Medicare Part B will cover treatments for Alzheimer's disease that receive U.S. Food and Drug Administration approval, according to the federal agency that administers the program for seniors.
Anyone who has Medicare Part B and meets "eligibility criteria" will be covered for new antibody treatments such as Leqembi once the FDA approves them, said Chiquita Brooks-LaSure, the administrator of the Centers for Medicare & Medicaid Services, on Thursday.
Part B is an optional part of the Medicare program for seniors that typically covers the costs of drugs patients cannot administer themselves, such as infusions.
The new policy will provide broader access to treatments, such as Leqembi, that slow cognitive decline.
But patients will have to participate in so-called registries that collect real-world data on how the drugs work.
Brooks-LaSure said the expanded coverage will go into effect on the same day the FDA approves an Alzheimer's antibody treatment. The FDA is expected to make a decision about Leqembi on July 6.
The drug regulator's committee of independent advisors is set to meet on June 9 to discuss the data supporting Eisai's and Biogen's application for the FDA to fully approve Leqembi.
The expanded coverage policy would apply to any other Alzheimer's antibody treatment that receive full approval from the FDA. Eli Lilly is planning to submit such an application for its antibody donanemab.

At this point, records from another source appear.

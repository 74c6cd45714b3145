use serde::Deserialize;
use std::env;

// Главная структура конфигурации - контейнер для всех настроек
#[derive(Debug, Clone, Deserialize)]
pub struct Config {
    pub app: AppConfig,
    pub database: DatabaseConfig,
    pub cache: CacheConfig,
}

// Настройки приложения
#[derive(Debug, Clone, Deserialize)]
pub struct AppConfig {
    pub host: String,
    pub port: u16,
    pub environment: String,
    pub rust_log: String,
}

// Настройки базы данных
#[derive(Debug, Clone, Deserialize)]
pub struct DatabaseConfig {
    pub url: String,
    pub pool_size: u32,
}

// Настройки кеша макетов
#[derive(Debug, Clone, Deserialize)]
pub struct CacheConfig {
    pub ttl_seconds: u64,
    pub purge_interval_seconds: u64,
}

impl Config {
    pub fn from_env() -> Self {
        Config {
            app: AppConfig {
                host: env::var("HOST").unwrap_or_else(|_| "0.0.0.0".to_string()),
                port: env::var("PORT")
                    .unwrap_or_else(|_| "8000".to_string())
                    .parse()
                    .expect("PORT must be a valid number"),
                environment: env::var("ENVIRONMENT").unwrap_or_else(|_| "development".to_string()),
                rust_log: env::var("RUST_LOG")
                    .unwrap_or_else(|_| "seatmap_system=debug,tower_http=debug".to_string()),
            },
            database: DatabaseConfig {
                url: env::var("DATABASE_URL").expect("DATABASE_URL must be set"),
                pool_size: env::var("DB_POOL_SIZE")
                    .unwrap_or_else(|_| "20".to_string())
                    .parse()
                    .expect("DB_POOL_SIZE must be a valid number"),
            },
            cache: CacheConfig {
                ttl_seconds: env::var("LAYOUT_CACHE_TTL_SECONDS")
                    .unwrap_or_else(|_| "300".to_string())
                    .parse()
                    .expect("LAYOUT_CACHE_TTL_SECONDS must be a valid number"),
                purge_interval_seconds: env::var("LAYOUT_CACHE_PURGE_INTERVAL_SECONDS")
                    .unwrap_or_else(|_| "60".to_string())
                    .parse()
                    .expect("LAYOUT_CACHE_PURGE_INTERVAL_SECONDS must be a valid number"),
            },
        }
    }
}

The FDA granted accelerated approval to Leqembi in January, but Medicare severely restricts coverage for Alzheimer's antibody treatments that are cleared under that expedited pathway.
As a result, seniors currently cannot access Leqembi unless they are able to personally afford the drug's $26,500 annual price.
The Alzheimer's Association, which lobbies for patients living with the disease, for months has called on Medicare to drop restrictions on Leqembi and fully cover the drug.
"We continue to believe that registry as a condition of coverage is an unnecessary barrier," said Robert Egge, the association's chief public policy officer.
Brooks-LaSure told Congress in April a registry "in no way limits people getting access to the drug." She said at the time the goal is to set up the system when the FDA makes its decision on Leqembi on July 6.
CMS will facilitate a nationwide portal in which clinicians can enter the required data, Brooks-LaSure said Thursday.
Her agency is also in talks with multiple organizations planning to set up their own registries, she said.
A study in a leading medical journal recently projected Leqembi could cost Medicare up to $5 billion a year.